### Provided data
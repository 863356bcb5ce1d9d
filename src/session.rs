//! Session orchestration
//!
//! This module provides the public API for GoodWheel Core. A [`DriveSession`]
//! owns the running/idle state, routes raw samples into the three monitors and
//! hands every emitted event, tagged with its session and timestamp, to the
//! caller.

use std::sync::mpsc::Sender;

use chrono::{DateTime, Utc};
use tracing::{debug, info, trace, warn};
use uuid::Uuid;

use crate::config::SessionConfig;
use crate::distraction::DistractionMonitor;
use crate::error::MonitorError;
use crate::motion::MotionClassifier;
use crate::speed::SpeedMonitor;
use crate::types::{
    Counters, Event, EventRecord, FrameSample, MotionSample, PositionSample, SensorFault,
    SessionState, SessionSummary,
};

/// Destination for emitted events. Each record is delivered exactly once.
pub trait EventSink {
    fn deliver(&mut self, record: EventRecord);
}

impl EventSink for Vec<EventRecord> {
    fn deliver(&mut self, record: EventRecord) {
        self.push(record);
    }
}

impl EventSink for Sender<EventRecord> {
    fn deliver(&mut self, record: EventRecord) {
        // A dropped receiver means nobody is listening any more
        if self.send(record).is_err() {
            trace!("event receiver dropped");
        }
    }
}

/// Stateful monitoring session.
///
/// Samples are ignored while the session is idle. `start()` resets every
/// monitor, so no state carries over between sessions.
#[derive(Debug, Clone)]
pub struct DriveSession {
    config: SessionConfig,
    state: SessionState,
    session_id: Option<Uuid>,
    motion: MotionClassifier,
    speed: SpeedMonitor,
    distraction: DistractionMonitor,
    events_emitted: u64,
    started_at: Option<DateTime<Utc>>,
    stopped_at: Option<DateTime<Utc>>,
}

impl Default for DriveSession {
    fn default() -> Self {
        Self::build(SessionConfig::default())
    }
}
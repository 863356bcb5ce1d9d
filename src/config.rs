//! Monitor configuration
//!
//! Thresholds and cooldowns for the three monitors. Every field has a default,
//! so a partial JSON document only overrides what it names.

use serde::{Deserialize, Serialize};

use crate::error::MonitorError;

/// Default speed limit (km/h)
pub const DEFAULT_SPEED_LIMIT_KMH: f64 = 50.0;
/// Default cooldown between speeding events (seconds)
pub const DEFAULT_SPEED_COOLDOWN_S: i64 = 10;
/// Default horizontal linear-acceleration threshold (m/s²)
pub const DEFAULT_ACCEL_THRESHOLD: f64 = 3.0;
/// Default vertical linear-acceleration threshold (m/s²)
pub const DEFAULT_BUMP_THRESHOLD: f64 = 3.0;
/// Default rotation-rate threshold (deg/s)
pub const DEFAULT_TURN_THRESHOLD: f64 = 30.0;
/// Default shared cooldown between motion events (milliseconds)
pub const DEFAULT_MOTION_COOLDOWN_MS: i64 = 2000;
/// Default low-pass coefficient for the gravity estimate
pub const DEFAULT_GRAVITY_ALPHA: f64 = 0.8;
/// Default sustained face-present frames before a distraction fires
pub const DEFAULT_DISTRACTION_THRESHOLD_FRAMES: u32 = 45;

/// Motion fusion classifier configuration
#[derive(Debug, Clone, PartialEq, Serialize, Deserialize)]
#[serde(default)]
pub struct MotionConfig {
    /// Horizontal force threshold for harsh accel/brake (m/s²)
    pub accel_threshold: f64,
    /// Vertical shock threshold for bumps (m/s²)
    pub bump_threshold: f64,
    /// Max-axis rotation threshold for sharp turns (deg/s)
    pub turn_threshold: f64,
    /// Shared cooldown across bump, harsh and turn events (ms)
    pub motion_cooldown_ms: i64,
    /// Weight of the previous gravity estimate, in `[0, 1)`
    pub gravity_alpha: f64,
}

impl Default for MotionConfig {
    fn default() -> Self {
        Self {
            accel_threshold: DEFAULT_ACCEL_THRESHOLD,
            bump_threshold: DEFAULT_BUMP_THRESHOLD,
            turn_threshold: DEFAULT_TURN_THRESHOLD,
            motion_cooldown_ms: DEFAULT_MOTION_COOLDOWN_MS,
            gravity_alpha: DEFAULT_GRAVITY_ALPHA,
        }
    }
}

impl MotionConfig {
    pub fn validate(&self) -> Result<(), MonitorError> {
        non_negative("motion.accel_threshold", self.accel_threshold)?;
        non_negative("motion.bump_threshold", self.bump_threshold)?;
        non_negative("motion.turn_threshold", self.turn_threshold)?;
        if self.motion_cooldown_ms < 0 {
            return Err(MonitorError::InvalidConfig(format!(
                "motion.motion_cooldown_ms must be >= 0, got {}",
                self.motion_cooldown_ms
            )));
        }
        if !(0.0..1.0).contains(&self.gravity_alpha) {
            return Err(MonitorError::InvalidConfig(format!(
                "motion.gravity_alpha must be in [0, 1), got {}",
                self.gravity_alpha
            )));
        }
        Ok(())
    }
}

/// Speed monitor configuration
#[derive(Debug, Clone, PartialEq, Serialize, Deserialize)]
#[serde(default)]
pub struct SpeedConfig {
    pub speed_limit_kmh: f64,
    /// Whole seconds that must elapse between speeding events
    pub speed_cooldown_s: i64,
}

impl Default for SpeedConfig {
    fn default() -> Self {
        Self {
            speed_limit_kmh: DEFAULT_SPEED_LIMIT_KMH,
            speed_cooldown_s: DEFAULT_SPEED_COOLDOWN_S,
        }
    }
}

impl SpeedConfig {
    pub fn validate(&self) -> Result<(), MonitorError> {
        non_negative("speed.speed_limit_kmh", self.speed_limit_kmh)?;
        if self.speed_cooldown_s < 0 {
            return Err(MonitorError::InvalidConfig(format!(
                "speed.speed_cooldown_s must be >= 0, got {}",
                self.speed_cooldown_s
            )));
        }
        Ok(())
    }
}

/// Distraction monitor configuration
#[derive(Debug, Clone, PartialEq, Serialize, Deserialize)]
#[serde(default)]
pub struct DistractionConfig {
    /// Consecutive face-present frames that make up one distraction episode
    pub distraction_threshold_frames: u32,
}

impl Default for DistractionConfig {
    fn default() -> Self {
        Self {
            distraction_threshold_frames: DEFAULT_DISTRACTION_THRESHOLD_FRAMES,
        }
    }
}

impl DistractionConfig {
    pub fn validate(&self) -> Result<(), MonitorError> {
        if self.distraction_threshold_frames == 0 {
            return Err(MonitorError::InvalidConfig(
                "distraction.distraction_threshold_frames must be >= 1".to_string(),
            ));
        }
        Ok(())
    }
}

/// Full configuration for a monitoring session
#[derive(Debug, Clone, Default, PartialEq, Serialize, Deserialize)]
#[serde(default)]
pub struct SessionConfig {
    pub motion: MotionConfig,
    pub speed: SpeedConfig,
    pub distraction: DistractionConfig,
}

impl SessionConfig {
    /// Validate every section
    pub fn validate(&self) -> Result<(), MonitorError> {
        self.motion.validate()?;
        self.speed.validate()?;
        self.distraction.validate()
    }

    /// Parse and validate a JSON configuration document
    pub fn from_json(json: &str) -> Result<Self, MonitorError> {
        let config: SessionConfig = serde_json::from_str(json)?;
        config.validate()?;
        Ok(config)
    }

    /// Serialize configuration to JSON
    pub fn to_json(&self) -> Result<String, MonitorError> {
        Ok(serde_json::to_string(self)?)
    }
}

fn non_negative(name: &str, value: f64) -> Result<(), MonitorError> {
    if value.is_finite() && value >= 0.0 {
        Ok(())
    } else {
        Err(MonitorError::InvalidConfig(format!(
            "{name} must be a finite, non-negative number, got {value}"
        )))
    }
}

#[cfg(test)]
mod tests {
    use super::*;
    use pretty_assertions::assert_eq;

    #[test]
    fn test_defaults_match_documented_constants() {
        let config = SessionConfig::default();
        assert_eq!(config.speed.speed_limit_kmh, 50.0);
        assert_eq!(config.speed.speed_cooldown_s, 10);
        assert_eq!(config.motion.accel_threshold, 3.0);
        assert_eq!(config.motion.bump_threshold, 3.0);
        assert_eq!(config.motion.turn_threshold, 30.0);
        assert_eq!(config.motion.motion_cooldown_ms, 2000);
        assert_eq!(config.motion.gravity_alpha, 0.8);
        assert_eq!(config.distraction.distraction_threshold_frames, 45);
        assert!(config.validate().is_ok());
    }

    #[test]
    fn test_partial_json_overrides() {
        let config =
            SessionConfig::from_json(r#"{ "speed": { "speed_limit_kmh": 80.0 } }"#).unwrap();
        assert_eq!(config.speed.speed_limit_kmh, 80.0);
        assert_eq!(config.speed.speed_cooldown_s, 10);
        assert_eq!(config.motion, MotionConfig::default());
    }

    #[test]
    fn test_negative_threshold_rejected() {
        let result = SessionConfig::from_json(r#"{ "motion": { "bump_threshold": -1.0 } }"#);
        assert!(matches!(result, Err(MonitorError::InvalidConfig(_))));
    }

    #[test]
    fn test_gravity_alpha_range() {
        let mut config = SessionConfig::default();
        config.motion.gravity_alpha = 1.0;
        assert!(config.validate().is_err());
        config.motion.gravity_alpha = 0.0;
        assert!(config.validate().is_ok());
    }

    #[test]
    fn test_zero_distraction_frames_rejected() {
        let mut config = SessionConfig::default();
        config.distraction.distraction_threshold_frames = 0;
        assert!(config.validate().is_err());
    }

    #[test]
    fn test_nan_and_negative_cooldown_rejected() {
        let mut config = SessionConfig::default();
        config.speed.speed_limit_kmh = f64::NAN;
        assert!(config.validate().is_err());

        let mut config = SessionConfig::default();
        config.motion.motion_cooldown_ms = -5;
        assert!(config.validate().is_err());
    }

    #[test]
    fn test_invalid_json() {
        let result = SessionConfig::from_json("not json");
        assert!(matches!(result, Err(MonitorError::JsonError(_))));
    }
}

### Action item
Could you please copy the lines above exactly, beginning at the first and ending at the line that contains "over between sessions."?

### Task answer
repository 863356bcb5ce1d9d
filename src/session.rs
//! Session orchestration
//!
//! This module provides the public API for GoodWheel Core. A [`DriveSession`]
//! owns the running/idle state, routes raw samples into the three monitors and
//! hands every emitted event, tagged with its session and timestamp, to the
//! caller.

use std::sync::mpsc::Sender;

use chrono::{DateTime, Utc};
use tracing::{debug, info, trace, warn};
use uuid::Uuid;

use crate::config::SessionConfig;
use crate::distraction::DistractionMonitor;
use crate::error::MonitorError;
use crate::motion::MotionClassifier;
use crate::speed::SpeedMonitor;
use crate::types::{
    Counters, Event, EventRecord, FrameSample, MotionSample, PositionSample, SensorFault,
    SessionState, SessionSummary,
};

/// Destination for emitted events. Each record is delivered exactly once.
pub trait EventSink {
    fn deliver(&mut self, record: EventRecord);
}

impl EventSink for Vec<EventRecord> {
    fn deliver(&mut self, record: EventRecord) {
        self.push(record);
    }
}

impl EventSink for Sender<EventRecord> {
    fn deliver(&mut self, record: EventRecord) {
        // A dropped receiver means nobody is listening any more
        if self.send(record).is_err() {
            trace!("event receiver dropped");
        }
    }
}

/// Stateful monitoring session.
///
/// Samples are ignored while the session is idle. `start()` resets every
/// monitor, so no state carries over between sessions.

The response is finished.